== Task inputs
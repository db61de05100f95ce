//! SQLite persistence for the clipboard history
//!
//! Schema: `events` (one row per record) + `representations` (one row per
//! format of each item) + `settings` (capacity and id allocator).
//! Every mutation runs in one transaction, so the file is crash-consistent.
//! Uses r2d2 connection pooling so loads don't contend with the writer.

use crate::interface::{ClipboardEvent, ClipboardItem, DataItem, EventId, FormatTag, StoredRecord};
use chrono::{DateTime, TimeZone, Utc};
use r2d2::{Pool, PooledConnection};
use r2d2_sqlite::SqliteConnectionManager;
use rusqlite::{params, OptionalExtension};
use std::path::Path;
use thiserror::Error;

#[derive(Error, Debug)]
pub enum DatabaseError {
    #[error("SQLite error: {0}")]
    Sqlite(#[from] rusqlite::Error),
    #[error("IO error: {0}")]
    Io(#[from] std::io::Error),
    #[error("Connection pool error: {0}")]
    Pool(#[from] r2d2::Error),
    #[error("Corrupt row: {0}")]
    Corrupt(String),
}

pub type DatabaseResult<T> = Result<T, DatabaseError>;

const SETTING_MAX_ITEMS: &str = "max_items";
const SETTING_NEXT_ID: &str = "next_id";

/// Longest run of representation-less items accepted when loading an event
const MAX_EMPTY_ITEM_RUN: usize = 64;

const TIMESTAMP_FORMAT: &str = "%Y-%m-%d %H:%M:%S%.f";

/// Parse timestamp string from database to DateTime<Utc>
fn parse_db_timestamp(timestamp_str: &str) -> DateTime<Utc> {
    chrono::NaiveDateTime::parse_from_str(timestamp_str, TIMESTAMP_FORMAT)
        .or_else(|_| chrono::NaiveDateTime::parse_from_str(timestamp_str, "%Y-%m-%d %H:%M:%S"))
        .map(|dt| Utc.from_utc_datetime(&dt))
        .unwrap_or_else(|_| Utc::now())
}

fn format_db_timestamp(timestamp: &DateTime<Utc>) -> String {
    timestamp.format(TIMESTAMP_FORMAT).to_string()
}

/// Everything persisted, as read back at startup
#[derive(Debug, Clone, Default, PartialEq)]
pub struct PersistedState {
    /// Newest first
    pub records: Vec<StoredRecord>,
    pub max_items: Option<u32>,
    pub next_id: Option<EventId>,
}

/// One store mutation, described so the backend can apply it incrementally
#[derive(Debug, Clone, Copy)]
pub enum Mutation<'a> {
    Insert {
        record: &'a StoredRecord,
        evicted: &'a [EventId],
        next_id: EventId,
    },
    Delete {
        id: EventId,
    },
    Clear,
    Capacity {
        max_items: u32,
        evicted: &'a [EventId],
    },
}

/// Durable backing of the history store
pub trait HistoryPersistence: Send + Sync {
    fn load(&self) -> DatabaseResult<PersistedState>;

    /// Apply one mutation atomically
    fn apply(&self, mutation: &Mutation<'_>) -> DatabaseResult<()>;

    /// Overwrite the whole persisted state atomically
    fn replace_all(&self, records: &[StoredRecord], max_items: u32, next_id: EventId) -> DatabaseResult<()>;
}

/// Thread-safe database wrapper using connection pooling
pub struct Database {
    pool: Pool<SqliteConnectionManager>,
}

impl Database {
    /// Open or create a database at the given path with connection pooling
    pub fn open<P: AsRef<Path>>(path: P) -> DatabaseResult<Self> {
        if let Some(parent) = path.as_ref().parent() {
            if !parent.as_os_str().is_empty() {
                std::fs::create_dir_all(parent)?;
            }
        }

        let manager = SqliteConnectionManager::file(path)
            .with_init(|conn| {
                conn.execute_batch("
                    PRAGMA journal_mode=WAL;
                    PRAGMA synchronous=NORMAL;
                    PRAGMA foreign_keys=ON;
                ")?;
                Ok(())
            });

        let pool = Pool::builder()
            .max_size(4)
            .build(manager)?;

        let db = Self { pool };
        db.setup_schema()?;
        Ok(db)
    }

    /// Open an in-memory database (for testing)
    #[cfg(test)]
    pub fn open_in_memory() -> DatabaseResult<Self> {
        let manager = SqliteConnectionManager::memory()
            .with_init(|conn| {
                conn.execute_batch("PRAGMA foreign_keys=ON;")?;
                Ok(())
            });

        // In-memory needs single connection to maintain state
        let pool = Pool::builder()
            .max_size(1)
            .build(manager)?;

        let db = Self { pool };
        db.setup_schema()?;
        Ok(db)
    }

    fn get_conn(&self) -> DatabaseResult<PooledConnection<SqliteConnectionManager>> {
        Ok(self.pool.get()?)
    }

    fn setup_schema(&self) -> DatabaseResult<()> {
        let conn = self.get_conn()?;
        conn.execute_batch(r#"
            CREATE TABLE IF NOT EXISTS events (
                id INTEGER PRIMARY KEY,
                contentHash TEXT NOT NULL,
                itemCount INTEGER NOT NULL,
                capturedAt TEXT NOT NULL
            );

            CREATE TABLE IF NOT EXISTS representations (
                eventId INTEGER NOT NULL REFERENCES events(id) ON DELETE CASCADE,
                itemOrdinal INTEGER NOT NULL,
                ordinal INTEGER NOT NULL,
                format TEXT NOT NULL,
                payload BLOB NOT NULL,
                PRIMARY KEY (eventId, itemOrdinal, ordinal)
            );

            CREATE TABLE IF NOT EXISTS settings (
                key TEXT PRIMARY KEY,
                value TEXT NOT NULL
            );
        "#)?;
        Ok(())
    }

    /// Number of persisted records
    pub fn count_events(&self) -> DatabaseResult<u64> {
        let conn = self.get_conn()?;
        let count: i64 = conn.query_row("SELECT COUNT(*) FROM events", [], |row| row.get(0))?;
        Ok(count as u64)
    }

    fn read_setting(conn: &rusqlite::Connection, key: &str) -> DatabaseResult<Option<String>> {
        Ok(conn
            .query_row("SELECT value FROM settings WHERE key = ?1", [key], |row| row.get(0))
            .optional()?)
    }

    fn write_setting(conn: &rusqlite::Connection, key: &str, value: &str) -> DatabaseResult<()> {
        conn.execute(
            "INSERT OR REPLACE INTO settings (key, value) VALUES (?1, ?2)",
            params![key, value],
        )?;
        Ok(())
    }

    fn insert_record(conn: &rusqlite::Connection, record: &StoredRecord) -> DatabaseResult<()> {
        conn.execute(
            "INSERT INTO events (id, contentHash, itemCount, capturedAt) VALUES (?1, ?2, ?3, ?4)",
            params![
                record.id,
                record.content_hash,
                record.event.items.len() as i64,
                format_db_timestamp(&record.captured_at),
            ],
        )?;

        let mut stmt = conn.prepare_cached(
            "INSERT INTO representations (eventId, itemOrdinal, ordinal, format, payload) VALUES (?1, ?2, ?3, ?4, ?5)",
        )?;
        for (item_ordinal, item) in record.event.items.iter().enumerate() {
            for (ordinal, rep) in item.representations.iter().enumerate() {
                stmt.execute(params![
                    record.id,
                    item_ordinal as i64,
                    ordinal as i64,
                    rep.format.as_str(),
                    rep.payload,
                ])?;
            }
        }
        Ok(())
    }

    fn delete_records(conn: &rusqlite::Connection, ids: &[EventId]) -> DatabaseResult<()> {
        let mut stmt = conn.prepare_cached("DELETE FROM events WHERE id = ?1")?;
        for id in ids {
            stmt.execute([id])?;
        }
        Ok(())
    }

    /// Rebuild the event of one row from its representation rows.
    ///
    /// Items grow with the ordinals actually present. Runs of items without
    /// representations (between stored ones or after the last) are capped at
    /// `MAX_EMPTY_ITEM_RUN`, so a damaged count is reported as `Corrupt`.
    fn load_event(conn: &rusqlite::Connection, id: EventId, item_count: i64) -> DatabaseResult<ClipboardEvent> {
        let mut items: Vec<ClipboardItem> = Vec::new();
        let mut stmt = conn.prepare_cached(
            "SELECT itemOrdinal, format, payload FROM representations WHERE eventId = ?1 ORDER BY itemOrdinal, ordinal",
        )?;
        let rows = stmt.query_map([id], |row| {
            let item_ordinal: i64 = row.get(0)?;
            let format: String = row.get(1)?;
            let payload: Vec<u8> = row.get(2)?;
            Ok((item_ordinal, format, payload))
        })?;

        for row in rows {
            let (item_ordinal, format, payload) = row?;
            if item_ordinal < 0 || item_ordinal >= item_count {
                return Err(DatabaseError::Corrupt(format!(
                    "event {} has representation for item {} of {}",
                    id, item_ordinal, item_count
                )));
            }
            let index = item_ordinal as usize;
            if index > items.len() + MAX_EMPTY_ITEM_RUN {
                return Err(DatabaseError::Corrupt(format!(
                    "event {} skips from item {} to {}",
                    id,
                    items.len(),
                    index
                )));
            }
            if index >= items.len() {
                items.resize_with(index + 1, ClipboardItem::default);
            }
            items[index].representations.push(DataItem {
                format: FormatTag::from(format),
                payload,
            });
        }

        let trailing = item_count - items.len() as i64;
        if trailing < 0 || trailing > MAX_EMPTY_ITEM_RUN as i64 {
            return Err(DatabaseError::Corrupt(format!(
                "event {} claims {} items but has representations for {}",
                id,
                item_count,
                items.len()
            )));
        }
        items.resize_with(item_count as usize, ClipboardItem::default);
        Ok(ClipboardEvent { items })
    }
}

impl HistoryPersistence for Database {
    fn load(&self) -> DatabaseResult<PersistedState> {
        let conn = self.get_conn()?;

        let max_items = Self::read_setting(&conn, SETTING_MAX_ITEMS)?.and_then(|v| v.parse::<u32>().ok());
        let next_id = Self::read_setting(&conn, SETTING_NEXT_ID)?.and_then(|v| v.parse::<EventId>().ok());

        let mut stmt = conn.prepare(
            "SELECT id, contentHash, itemCount, capturedAt FROM events ORDER BY id DESC",
        )?;
        let rows = stmt
            .query_map([], |row| {
                let id: EventId = row.get(0)?;
                let content_hash: String = row.get(1)?;
                let item_count: i64 = row.get(2)?;
                let captured_at: String = row.get(3)?;
                Ok((id, content_hash, item_count, captured_at))
            })?
            .collect::<Result<Vec<_>, _>>()?;

        let mut records = Vec::with_capacity(rows.len());
        for (id, content_hash, item_count, captured_at) in rows {
            let event = match Self::load_event(&conn, id, item_count) {
                Ok(event) => event,
                Err(DatabaseError::Corrupt(reason)) => {
                    tracing::warn!(id, %reason, "skipping corrupt persisted event");
                    continue;
                }
                Err(e) => return Err(e),
            };
            let record = StoredRecord::new(id, event, parse_db_timestamp(&captured_at));
            if record.content_hash != content_hash {
                tracing::warn!(id, "skipping persisted event whose payload no longer matches its hash");
                continue;
            }
            records.push(record);
        }

        Ok(PersistedState {
            records,
            max_items,
            next_id,
        })
    }

    fn apply(&self, mutation: &Mutation<'_>) -> DatabaseResult<()> {
        let conn = self.get_conn()?;
        let tx = conn.unchecked_transaction()?;

        match mutation {
            Mutation::Insert { record, evicted, next_id } => {
                Self::insert_record(&tx, record)?;
                Self::delete_records(&tx, evicted)?;
                Self::write_setting(&tx, SETTING_NEXT_ID, &next_id.to_string())?;
            }
            Mutation::Delete { id } => {
                Self::delete_records(&tx, &[*id])?;
            }
            Mutation::Clear => {
                tx.execute("DELETE FROM events", [])?;
            }
            Mutation::Capacity { max_items, evicted } => {
                Self::write_setting(&tx, SETTING_MAX_ITEMS, &max_items.to_string())?;
                Self::delete_records(&tx, evicted)?;
            }
        }

        tx.commit()?;
        Ok(())
    }

    fn replace_all(&self, records: &[StoredRecord], max_items: u32, next_id: EventId) -> DatabaseResult<()> {
        let conn = self.get_conn()?;
        let tx = conn.unchecked_transaction()?;

        tx.execute("DELETE FROM events", [])?;
        for record in records {
            Self::insert_record(&tx, record)?;
        }
        Self::write_setting(&tx, SETTING_MAX_ITEMS, &max_items.to_string())?;
        Self::write_setting(&tx, SETTING_NEXT_ID, &next_id.to_string())?;

        tx.commit()?;
        Ok(())
    }
}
====
Exercise
Copy, from the data above, every line where the word "file" appears.

Your solution
//! Every mutation runs in one transaction, so the file is crash-consistent.
        let manager = SqliteConnectionManager::file(path)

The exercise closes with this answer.